I just staggered up from our basement, carrying a large packing box, one of dozens from the place where we rented the U-Haul we used to clear out first her condo, then the assisted living facility where she lasted only two weeks. My fifteen year-old daughter had packed the box, as she had so many others filled with ephemera and heirlooms, detritus and divines. She had stood tirelessly in the kitchen in my mother’s last real home, surrounded by her things before they were scattered to a different setting, intact but never again together in the same conformation. It took hours to wrap teacups, saucers, salad plates, butter plates, soup bowls, dinner plates and serving pieces. Impatient in daily matters, my daughter took time and worked silently.

Standing now in our kitchen, I pried open the stubborn crab-trapped cardboard flaps and began the unloading and storing.

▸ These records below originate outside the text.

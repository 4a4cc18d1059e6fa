//! Native library version and capability negotiation.
//!
//! The native ABI grew an extra `skewed_decon` flag in 0.6: the argument
//! lists of the init and run entry points differ on either side of that
//! release. The version is established once, when the library is loaded,
//! and selects the argument-list variant for the lifetime of the handle -
//! there are no per-call version conditionals.

use crate::{FfiError, FfiResult};
use std::fmt;
use std::str::FromStr;

/// Environment variable consulted for the native library version when
/// [`crate::LoadOptions`] does not carry one.
pub const VERSION_ENV: &str = "DECON_LIBRARY_VERSION";

/// An ordered `major.minor.patch` triple for the native library.
///
/// The default (0.0.0) selects the conservative pre-0.6 argument lists.
///
/// # Example
///
/// ```rust
/// use decon_ffi::NativeVersion;
///
/// let v: NativeVersion = "0.6.2".parse().unwrap();
/// assert!(v.supports_skewed_decon());
/// assert!(v > NativeVersion::new(0, 5, 9));
/// ```
#[derive(Debug, Clone, Copy, PartialEq, Eq, PartialOrd, Ord, Hash, Default)]
pub struct NativeVersion {
    /// Major version.
    pub major: u32,
    /// Minor version.
    pub minor: u32,
    /// Patch version.
    pub patch: u32,
}

impl NativeVersion {
    /// Creates a version triple.
    #[inline]
    pub const fn new(major: u32, minor: u32, patch: u32) -> Self {
        Self {
            major,
            minor,
            patch,
        }
    }

    /// True if the init/run entry points take the skewed-decon flag.
    #[inline]
    pub fn supports_skewed_decon(&self) -> bool {
        *self >= Self::new(0, 6, 0)
    }

    /// Reads the version from [`VERSION_ENV`], if set and parseable.
    pub fn from_env() -> Option<Self> {
        std::env::var(VERSION_ENV).ok()?.parse().ok()
    }
}

impl FromStr for NativeVersion {
    type Err = FfiError;

    fn from_str(s: &str) -> FfiResult<Self> {
        let invalid = || FfiError::InvalidVersion {
            value: s.to_string(),
        };
        let mut parts = s.trim().split('.');
        let mut field = || -> FfiResult<u32> {
            parts
                .next()
                .ok_or_else(invalid)?
                .parse()
                .map_err(|_| invalid())
        };
        let major = field()?;
        let minor = field()?;
        let patch = match parts.next() {
            Some(p) => p.parse().map_err(|_| invalid())?,
            None => 0,
        };
        if parts.next().is_some() {
            return Err(invalid());
        }
        Ok(Self::new(major, minor, patch))
    }
}

impl fmt::Display for NativeVersion {
    fn fmt(&self, f: &mut fmt::Formatter<'_>) -> fmt::Result {
        write!(f, "{}.{}.{}", self.major, self.minor, self.patch)
    }
}

#[cfg(test)]
mod tests {
    use super::*;

    #[test]
    fn parses_two_and_three_part_versions() {
        assert_eq!(
            "0.6".parse::<NativeVersion>().unwrap(),
            NativeVersion::new(0, 6, 0)
        );
        assert_eq!(
            "1.2.3".parse::<NativeVersion>().unwrap(),
            NativeVersion::new(1, 2, 3)
        );
    }

    #[test]
    fn rejects_garbage() {
        assert!("".parse::<NativeVersion>().is_err());
        assert!("0".parse::<NativeVersion>().is_err());
        assert!("a.b.c".parse::<NativeVersion>().is_err());
        assert!("1.2.3.4".parse::<NativeVersion>().is_err());
    }

    #[test]
    fn skewed_decon_gate_is_at_0_6() {
        assert!(!NativeVersion::new(0, 5, 9).supports_skewed_decon());
        assert!(NativeVersion::new(0, 6, 0).supports_skewed_decon());
        assert!(NativeVersion::new(1, 0, 0).supports_skewed_decon());
        assert!(!NativeVersion::default().supports_skewed_decon());
    }
}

Seventeen Sunday supplement-wrapped dinner plates. Where was the eighteenth? Crashed against the rocks of a cocktail-y dinner party, the hapless victim of slippery, soapy hands afterward? The familiar pink-and-white of my memory: English Chippendale Johnson Brothers transferware. Not my mother’s best china, but her favorite. “DESIGN PATENT 103232. ALL DECORATION UNDER THE GLAZE DETERGENT & ACID RESISTING COLORS. A GENUINE HAND ENGRAVING.”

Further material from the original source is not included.